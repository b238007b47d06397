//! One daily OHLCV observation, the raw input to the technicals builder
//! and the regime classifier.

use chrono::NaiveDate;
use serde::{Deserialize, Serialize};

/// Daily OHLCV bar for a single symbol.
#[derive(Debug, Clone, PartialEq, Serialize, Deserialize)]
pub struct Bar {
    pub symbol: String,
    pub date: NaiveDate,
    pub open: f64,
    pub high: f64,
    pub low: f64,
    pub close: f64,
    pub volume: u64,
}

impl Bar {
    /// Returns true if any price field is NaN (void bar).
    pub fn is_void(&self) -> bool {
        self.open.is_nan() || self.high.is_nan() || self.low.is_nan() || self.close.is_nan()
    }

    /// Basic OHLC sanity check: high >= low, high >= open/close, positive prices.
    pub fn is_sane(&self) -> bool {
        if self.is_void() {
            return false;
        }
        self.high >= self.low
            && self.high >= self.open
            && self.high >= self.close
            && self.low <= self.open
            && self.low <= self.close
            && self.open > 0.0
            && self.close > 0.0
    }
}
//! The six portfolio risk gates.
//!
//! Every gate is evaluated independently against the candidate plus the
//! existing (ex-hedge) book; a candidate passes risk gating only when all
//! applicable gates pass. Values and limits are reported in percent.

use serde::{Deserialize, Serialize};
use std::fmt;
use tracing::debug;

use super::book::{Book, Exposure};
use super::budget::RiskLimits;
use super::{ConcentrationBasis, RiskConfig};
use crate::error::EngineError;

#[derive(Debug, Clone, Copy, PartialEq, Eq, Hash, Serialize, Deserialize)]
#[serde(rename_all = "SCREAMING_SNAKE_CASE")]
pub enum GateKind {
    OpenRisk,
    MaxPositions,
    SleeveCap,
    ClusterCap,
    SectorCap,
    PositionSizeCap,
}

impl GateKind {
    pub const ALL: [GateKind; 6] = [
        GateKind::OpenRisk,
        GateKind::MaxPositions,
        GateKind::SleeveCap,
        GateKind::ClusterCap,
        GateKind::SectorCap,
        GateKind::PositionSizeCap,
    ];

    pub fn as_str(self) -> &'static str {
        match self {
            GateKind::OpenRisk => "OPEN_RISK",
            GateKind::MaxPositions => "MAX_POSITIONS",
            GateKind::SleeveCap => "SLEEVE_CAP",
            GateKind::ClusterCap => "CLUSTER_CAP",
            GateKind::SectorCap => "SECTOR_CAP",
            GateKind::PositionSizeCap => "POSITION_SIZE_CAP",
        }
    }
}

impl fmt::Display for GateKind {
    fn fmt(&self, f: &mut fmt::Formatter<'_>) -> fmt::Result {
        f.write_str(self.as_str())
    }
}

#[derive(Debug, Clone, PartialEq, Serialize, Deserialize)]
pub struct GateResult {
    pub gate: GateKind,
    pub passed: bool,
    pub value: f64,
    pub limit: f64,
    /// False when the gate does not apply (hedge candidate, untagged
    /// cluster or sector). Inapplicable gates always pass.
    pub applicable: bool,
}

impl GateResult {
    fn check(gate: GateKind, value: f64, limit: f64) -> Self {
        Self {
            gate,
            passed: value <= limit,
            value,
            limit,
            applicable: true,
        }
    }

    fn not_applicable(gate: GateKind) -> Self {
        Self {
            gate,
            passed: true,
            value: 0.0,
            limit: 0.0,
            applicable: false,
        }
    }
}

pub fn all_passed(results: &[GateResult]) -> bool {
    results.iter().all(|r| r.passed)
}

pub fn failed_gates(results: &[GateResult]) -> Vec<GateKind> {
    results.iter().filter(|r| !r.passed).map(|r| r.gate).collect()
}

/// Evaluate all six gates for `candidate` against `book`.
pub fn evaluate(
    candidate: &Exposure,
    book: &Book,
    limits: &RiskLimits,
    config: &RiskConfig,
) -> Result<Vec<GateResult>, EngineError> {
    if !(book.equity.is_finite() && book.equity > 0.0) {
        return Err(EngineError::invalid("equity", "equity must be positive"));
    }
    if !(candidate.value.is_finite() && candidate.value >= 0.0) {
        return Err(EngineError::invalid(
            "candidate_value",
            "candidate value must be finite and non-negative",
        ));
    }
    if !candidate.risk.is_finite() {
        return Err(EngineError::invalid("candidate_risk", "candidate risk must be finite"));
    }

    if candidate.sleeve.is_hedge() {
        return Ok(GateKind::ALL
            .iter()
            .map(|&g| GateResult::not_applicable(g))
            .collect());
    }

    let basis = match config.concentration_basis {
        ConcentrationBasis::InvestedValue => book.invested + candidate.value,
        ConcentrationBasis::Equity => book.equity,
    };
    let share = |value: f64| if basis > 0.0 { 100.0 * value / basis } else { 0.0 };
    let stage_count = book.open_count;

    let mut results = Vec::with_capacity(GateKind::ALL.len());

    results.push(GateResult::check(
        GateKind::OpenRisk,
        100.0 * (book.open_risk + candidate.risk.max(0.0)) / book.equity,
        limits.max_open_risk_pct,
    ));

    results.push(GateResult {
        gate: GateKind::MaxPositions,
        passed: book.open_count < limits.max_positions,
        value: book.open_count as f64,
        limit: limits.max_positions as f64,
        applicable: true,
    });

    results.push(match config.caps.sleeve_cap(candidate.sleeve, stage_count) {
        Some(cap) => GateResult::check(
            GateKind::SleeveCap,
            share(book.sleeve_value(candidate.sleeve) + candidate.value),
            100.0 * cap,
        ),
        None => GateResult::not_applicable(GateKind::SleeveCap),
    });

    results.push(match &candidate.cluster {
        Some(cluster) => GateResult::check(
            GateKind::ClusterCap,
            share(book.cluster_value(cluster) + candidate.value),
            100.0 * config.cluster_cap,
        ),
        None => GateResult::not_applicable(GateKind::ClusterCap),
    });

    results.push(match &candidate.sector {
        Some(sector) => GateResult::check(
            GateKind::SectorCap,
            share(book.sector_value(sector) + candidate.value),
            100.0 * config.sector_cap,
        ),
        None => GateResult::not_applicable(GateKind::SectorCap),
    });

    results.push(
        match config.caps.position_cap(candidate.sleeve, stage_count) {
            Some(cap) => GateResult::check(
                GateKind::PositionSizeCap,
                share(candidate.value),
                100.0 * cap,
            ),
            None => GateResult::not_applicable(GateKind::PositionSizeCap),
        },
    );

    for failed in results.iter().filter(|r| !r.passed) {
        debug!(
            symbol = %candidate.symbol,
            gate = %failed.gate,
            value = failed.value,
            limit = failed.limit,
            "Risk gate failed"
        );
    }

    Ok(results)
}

-------------------------

Work order: Repeat the listing above in full.

Answer section:
repository b238007b47d06397
//! One daily OHLCV observation, the raw input to the technicals builder
//! and the regime classifier.

use chrono::NaiveDate;
use serde::{Deserialize, Serialize};

/// Daily OHLCV bar for a single symbol.
#[derive(Debug, Clone, PartialEq, Serialize, Deserialize)]
pub struct Bar {
    pub symbol: String,
    pub date: NaiveDate,
    pub open: f64,
    pub high: f64,
    pub low: f64,
    pub close: f64,
    pub volume: u64,
}

impl Bar {
    /// Returns true if any price field is NaN (void bar).
    pub fn is_void(&self) -> bool {
        self.open.is_nan() || self.high.is_nan() || self.low.is_nan() || self.close.is_nan()
    }

    /// Basic OHLC sanity check: high >= low, high >= open/close, positive prices.
    pub fn is_sane(&self) -> bool {
        if self.is_void() {
            return false;
        }
        self.high >= self.low
            && self.high >= self.open
            && self.high >= self.close
            && self.low <= self.open
            && self.low <= self.close
            && self.open > 0.0
            && self.close > 0.0
    }
}
//! The six portfolio risk gates.
//!
//! Every gate is evaluated independently against the candidate plus the
//! existing (ex-hedge) book; a candidate passes risk gating only when all
//! applicable gates pass. Values and limits are reported in percent.

use serde::{Deserialize, Serialize};
use std::fmt;
use tracing::debug;

use super::book::{Book, Exposure};
use super::budget::RiskLimits;
use super::{ConcentrationBasis, RiskConfig};
use crate::error::EngineError;

#[derive(Debug, Clone, Copy, PartialEq, Eq, Hash, Serialize, Deserialize)]
#[serde(rename_all = "SCREAMING_SNAKE_CASE")]
pub enum GateKind {
    OpenRisk,
    MaxPositions,
    SleeveCap,
    ClusterCap,
    SectorCap,
    PositionSizeCap,
}

impl GateKind {
    pub const ALL: [GateKind; 6] = [
        GateKind::OpenRisk,
        GateKind::MaxPositions,
        GateKind::SleeveCap,
        GateKind::ClusterCap,
        GateKind::SectorCap,
        GateKind::PositionSizeCap,
    ];

    pub fn as_str(self) -> &'static str {
        match self {
            GateKind::OpenRisk => "OPEN_RISK",
            GateKind::MaxPositions => "MAX_POSITIONS",
            GateKind::SleeveCap => "SLEEVE_CAP",
            GateKind::ClusterCap => "CLUSTER_CAP",
            GateKind::SectorCap => "SECTOR_CAP",
            GateKind::PositionSizeCap => "POSITION_SIZE_CAP",
        }
    }
}

impl fmt::Display for GateKind {
    fn fmt(&self, f: &mut fmt::Formatter<'_>) -> fmt::Result {
        f.write_str(self.as_str())
    }
}

#[derive(Debug, Clone, PartialEq, Serialize, Deserialize)]
pub struct GateResult {
    pub gate: GateKind,
    pub passed: bool,
    pub value: f64,
    pub limit: f64,
    /// False when the gate does not apply (hedge candidate, untagged
    /// cluster or sector). Inapplicable gates always pass.
    pub applicable: bool,
}

impl GateResult {
    fn check(gate: GateKind, value: f64, limit: f64) -> Self {
        Self {
            gate,
            passed: value <= limit,
            value,
            limit,
            applicable: true,
        }
    }

    fn not_applicable(gate: GateKind) -> Self {
        Self {
            gate,
            passed: true,
            value: 0.0,
            limit: 0.0,
            applicable: false,
        }
    }
}

pub fn all_passed(results: &[GateResult]) -> bool {
    results.iter().all(|r| r.passed)
}

pub fn failed_gates(results: &[GateResult]) -> Vec<GateKind> {
    results.iter().filter(|r| !r.passed).map(|r| r.gate).collect()
}

/// Evaluate all six gates for `candidate` against `book`.
pub fn evaluate(
    candidate: &Exposure,
    book: &Book,
    limits: &RiskLimits,
    config: &RiskConfig,
) -> Result<Vec<GateResult>, EngineError> {
    if !(book.equity.is_finite() && book.equity > 0.0) {
        return Err(EngineError::invalid("equity", "equity must be positive"));
    }
    if !(candidate.value.is_finite() && candidate.value >= 0.0) {
        return Err(EngineError::invalid(
            "candidate_value",
            "candidate value must be finite and non-negative",
        ));
    }
    if !candidate.risk.is_finite() {
        return Err(EngineError::invalid("candidate_risk", "candidate risk must be finite"));
    }

    if candidate.sleeve.is_hedge() {
        return Ok(GateKind::ALL
            .iter()
            .map(|&g| GateResult::not_applicable(g))
            .collect());
    }

    let basis = match config.concentration_basis {
        ConcentrationBasis::InvestedValue => book.invested + candidate.value,
        ConcentrationBasis::Equity => book.equity,
    };
    let share = |value: f64| if basis > 0.0 { 100.0 * value / basis } else { 0.0 };
    let stage_count = book.open_count;

    let mut results = Vec::with_capacity(GateKind::ALL.len());

    results.push(GateResult::check(
        GateKind::OpenRisk,
        100.0 * (book.open_risk + candidate.risk.max(0.0)) / book.equity,
        limits.max_open_risk_pct,
    ));

    results.push(GateResult {
        gate: GateKind::MaxPositions,
        passed: book.open_count < limits.max_positions,
        value: book.open_count as f64,
        limit: limits.max_positions as f64,
        applicable: true,
    });

    results.push(match config.caps.sleeve_cap(candidate.sleeve, stage_count) {
        Some(cap) => GateResult::check(
            GateKind::SleeveCap,
            share(book.sleeve_value(candidate.sleeve) + candidate.value),
            100.0 * cap,
        ),
        None => GateResult::not_applicable(GateKind::SleeveCap),
    });

    results.push(match &candidate.cluster {
        Some(cluster) => GateResult::check(
            GateKind::ClusterCap,
            share(book.cluster_value(cluster) + candidate.value),
            100.0 * config.cluster_cap,
        ),
        None => GateResult::not_applicable(GateKind::ClusterCap),
    });

    results.push(match &candidate.sector {
        Some(sector) => GateResult::check(
            GateKind::SectorCap,
            share(book.sector_value(sector) + candidate.value),
            100.0 * config.sector_cap,
        ),
        None => GateResult::not_applicable(GateKind::SectorCap),
    });

    results.push(
        match config.caps.position_cap(candidate.sleeve, stage_count) {
            Some(cap) => GateResult::check(
                GateKind::PositionSizeCap,
                share(candidate.value),
                100.0 * cap,
            ),
            None => GateResult::not_applicable(GateKind::PositionSizeCap),
        },
    );

    for failed in results.iter().filter(|r| !r.passed) {
        debug!(
            symbol = %candidate.symbol,
            gate = %failed.gate,
            value = failed.value,
            limit = failed.limit,
            "Risk gate failed"
        );
    }

    Ok(results)
}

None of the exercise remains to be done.